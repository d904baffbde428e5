//! Mend Server - reconciliation endpoint for offline-first clients.
//!
//! Clients upload batches of queued operations over HTTP; the server applies
//! them exactly once using the mend-engine rules and replies with the
//! authoritative snapshot of live entities.

mod config;
mod db;
mod error;
mod handlers;
mod routes;

use crate::config::Config;
use crate::db::Pool;
use axum::http::{header, HeaderValue, Method};
use axum::Router;
use tower_http::cors::{AllowOrigin, Any, CorsLayer};
use tower_http::trace::TraceLayer;
use tracing_subscriber::{layer::SubscriberExt, util::SubscriberInitExt};

/// Application state shared across handlers.
#[derive(Clone)]
pub struct AppState {
    pub pool: Pool,
}

#[tokio::main]
async fn main() -> Result<(), Box<dyn std::error::Error>> {
    // Initialize tracing
    tracing_subscriber::registry()
        .with(
            tracing_subscriber::EnvFilter::try_from_default_env()
                .unwrap_or_else(|_| "mend_server=debug,tower_http=debug".into()),
        )
        .with(tracing_subscriber::fmt::layer())
        .init();

    // Load configuration
    dotenvy::dotenv().ok();
    let config = Config::from_env()?;

    tracing::info!("Starting Mend Server on {}:{}", config.host, config.port);

    // Create database pool
    let pool = db::create_pool(&config.database_url).await?;

    // Run migrations
    tracing::info!("Running database migrations...");
    db::run_migrations(&pool).await?;

    let state = AppState { pool };

    // Build router
    let app = Router::new()
        .merge(routes::create_routes())
        .layer(TraceLayer::new_for_http())
        .layer(cors_layer(&config))
        .with_state(state);

    // Start server
    let addr = format!("{}:{}", config.host, config.port);
    let listener = tokio::net::TcpListener::bind(&addr).await?;
    tracing::info!("Server listening on {}", addr);

    axum::serve(listener, app).await?;

    Ok(())
}

/// Build the CORS layer from the configured origins.
///
/// A lone "*" opens the endpoint to any origin. Explicit origins also get
/// credentialed requests, which the wildcard form cannot carry.
fn cors_layer(config: &Config) -> CorsLayer {
    if config.allows_any_origin() {
        return CorsLayer::new()
            .allow_origin(Any)
            .allow_methods(Any)
            .allow_headers(Any);
    }

    let origins: Vec<HeaderValue> = config
        .allowed_origins
        .iter()
        .filter_map(|origin| match origin.parse() {
            Ok(value) => Some(value),
            Err(_) => {
                tracing::warn!("Ignoring unparseable origin: {}", origin);
                None
            }
        })
        .collect();

    CorsLayer::new()
        .allow_origin(AllowOrigin::list(origins))
        .allow_methods([Method::GET, Method::POST, Method::OPTIONS])
        .allow_headers([header::CONTENT_TYPE])
        .allow_credentials(true)
}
━━━
▸ EXERCISE BRIEF: Retyping every entry exactly is the whole of the task.

▸ YOUR SOLUTION:
repository d904baffbde428e5
//! Mend Server - reconciliation endpoint for offline-first clients.
//!
//! Clients upload batches of queued operations over HTTP; the server applies
//! them exactly once using the mend-engine rules and replies with the
//! authoritative snapshot of live entities.

mod config;
mod db;
mod error;
mod handlers;
mod routes;

use crate::config::Config;
use crate::db::Pool;
use axum::http::{header, HeaderValue, Method};
use axum::Router;
use tower_http::cors::{AllowOrigin, Any, CorsLayer};
use tower_http::trace::TraceLayer;
use tracing_subscriber::{layer::SubscriberExt, util::SubscriberInitExt};

/// Application state shared across handlers.
#[derive(Clone)]
pub struct AppState {
    pub pool: Pool,
}

#[tokio::main]
async fn main() -> Result<(), Box<dyn std::error::Error>> {
    // Initialize tracing
    tracing_subscriber::registry()
        .with(
            tracing_subscriber::EnvFilter::try_from_default_env()
                .unwrap_or_else(|_| "mend_server=debug,tower_http=debug".into()),
        )
        .with(tracing_subscriber::fmt::layer())
        .init();

    // Load configuration
    dotenvy::dotenv().ok();
    let config = Config::from_env()?;

    tracing::info!("Starting Mend Server on {}:{}", config.host, config.port);

    // Create database pool
    let pool = db::create_pool(&config.database_url).await?;

    // Run migrations
    tracing::info!("Running database migrations...");
    db::run_migrations(&pool).await?;

    let state = AppState { pool };

    // Build router
    let app = Router::new()
        .merge(routes::create_routes())
        .layer(TraceLayer::new_for_http())
        .layer(cors_layer(&config))
        .with_state(state);

    // Start server
    let addr = format!("{}:{}", config.host, config.port);
    let listener = tokio::net::TcpListener::bind(&addr).await?;
    tracing::info!("Server listening on {}", addr);

    axum::serve(listener, app).await?;

    Ok(())
}

/// Build the CORS layer from the configured origins.
///
/// A lone "*" opens the endpoint to any origin. Explicit origins also get
/// credentialed requests, which the wildcard form cannot carry.
fn cors_layer(config: &Config) -> CorsLayer {
    if config.allows_any_origin() {
        return CorsLayer::new()
            .allow_origin(Any)
            .allow_methods(Any)
            .allow_headers(Any);
    }

    let origins: Vec<HeaderValue> = config
        .allowed_origins
        .iter()
        .filter_map(|origin| match origin.parse() {
            Ok(value) => Some(value),
            Err(_) => {
                tracing::warn!("Ignoring unparseable origin: {}", origin);
                None
            }
        })
        .collect();

    CorsLayer::new()
        .allow_origin(AllowOrigin::list(origins))
        .allow_methods([Method::GET, Method::POST, Method::OPTIONS])
        .allow_headers([header::CONTENT_TYPE])
        .allow_credentials(true)
}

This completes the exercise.